The Walled Shang Dynasty Cities of Ancient China

The Capital Cities of the Historic Shang Emperors

Hache Yue en bronze. Chine du Nord, dynastie Shang

Vassil/Wikimedia Commons/Public Domain

Shang Dynasty cities were the first historically documented urban settlements in China. The Shang Dynasty [c 1700–1050 B.C.E.] was the first Chinese dynasty to leave written records, and the idea and function of cities took on an elevated importance. The written records, mostly in the form of oracle bones, record the actions of the last nine Shang kings and describe some of the cities. The first of these historically-recorded rulers was Wu Ding, the twenty-first king of the dynasty.

The Shang rulers were literate, and like other early urban dwellers, the Shang employed a useful calendar and wheeled vehicles, and practiced metallurgy, including objects of cast bronze. They used bronze for such items as vessels for ritual offerings, wine, and weapons. And they resided and ruled from large, wealthy urban settlements.

Urban Capital Cities of Shang China

The early cities in the Shang (and the predecessor Xia dynasty) were imperial capitals—called palace-temple-cemetery complexes—that acted as the administrative, economic, and religious centers of government. These cities were built within fortification walls which provided defense. Later walled cities were county (hsien) and provincial capitals.

The earliest Chinese urban centers were located along the banks of the middle and lower courses of the Yellow River in northern China.
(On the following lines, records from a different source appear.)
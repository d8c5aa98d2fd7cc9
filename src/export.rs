//! CSV output for rate snapshots.

use anyhow::{Context, Result};
use std::path::PathBuf;
use tracing::info;

use crate::core::RateSnapshot;

pub const HEADER: [&str; 3] = ["Pair", "Value", "Date"];
pub const DATE_FORMAT: &str = "%Y-%m-%d %H:%M:%S";

pub struct CsvExporter {
    path: PathBuf,
}

impl CsvExporter {
    pub fn new<P: Into<PathBuf>>(path: P) -> Self {
        CsvExporter { path: path.into() }
    }

    /// Overwrites the output file with a header line and one row per record.
    /// The file is truncated in place, so an interrupted write leaves a
    /// partial file behind.
    pub fn export(&self, snapshot: &RateSnapshot) -> Result<()> {
        let mut writer = csv::WriterBuilder::new()
            .terminator(csv::Terminator::Any(b'\n'))
            .from_path(&self.path)
            .with_context(|| format!("Failed to create CSV file: {}", self.path.display()))?;

        writer
            .write_record(HEADER)
            .with_context(|| format!("Failed to write header to {}", self.path.display()))?;

        for record in snapshot {
            writer
                .write_record([
                    record.pair.to_string(),
                    record.value.to_string(),
                    record.timestamp.format(DATE_FORMAT).to_string(),
                ])
                .with_context(|| {
                    format!(
                        "Failed to write {} to {}",
                        record.pair,
                        self.path.display()
                    )
                })?;
        }

        writer
            .flush()
            .with_context(|| format!("Failed to flush {}", self.path.display()))?;

        info!(
            path = %self.path.display(),
            rows = snapshot.len(),
            "Rates saved to CSV"
        );
        Ok(())
    }
}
Since the course of the Yellow River has changed, modern maps of the ruins of the Shang Dynasty locations are no longer on the river. At the time, some of the Shang were probably still pastoral nomads, but most were sedentary, small-village agriculturists, who kept domesticated animals and raised crops. There the already-large Chinese populations over-cultivated the originally fertile land.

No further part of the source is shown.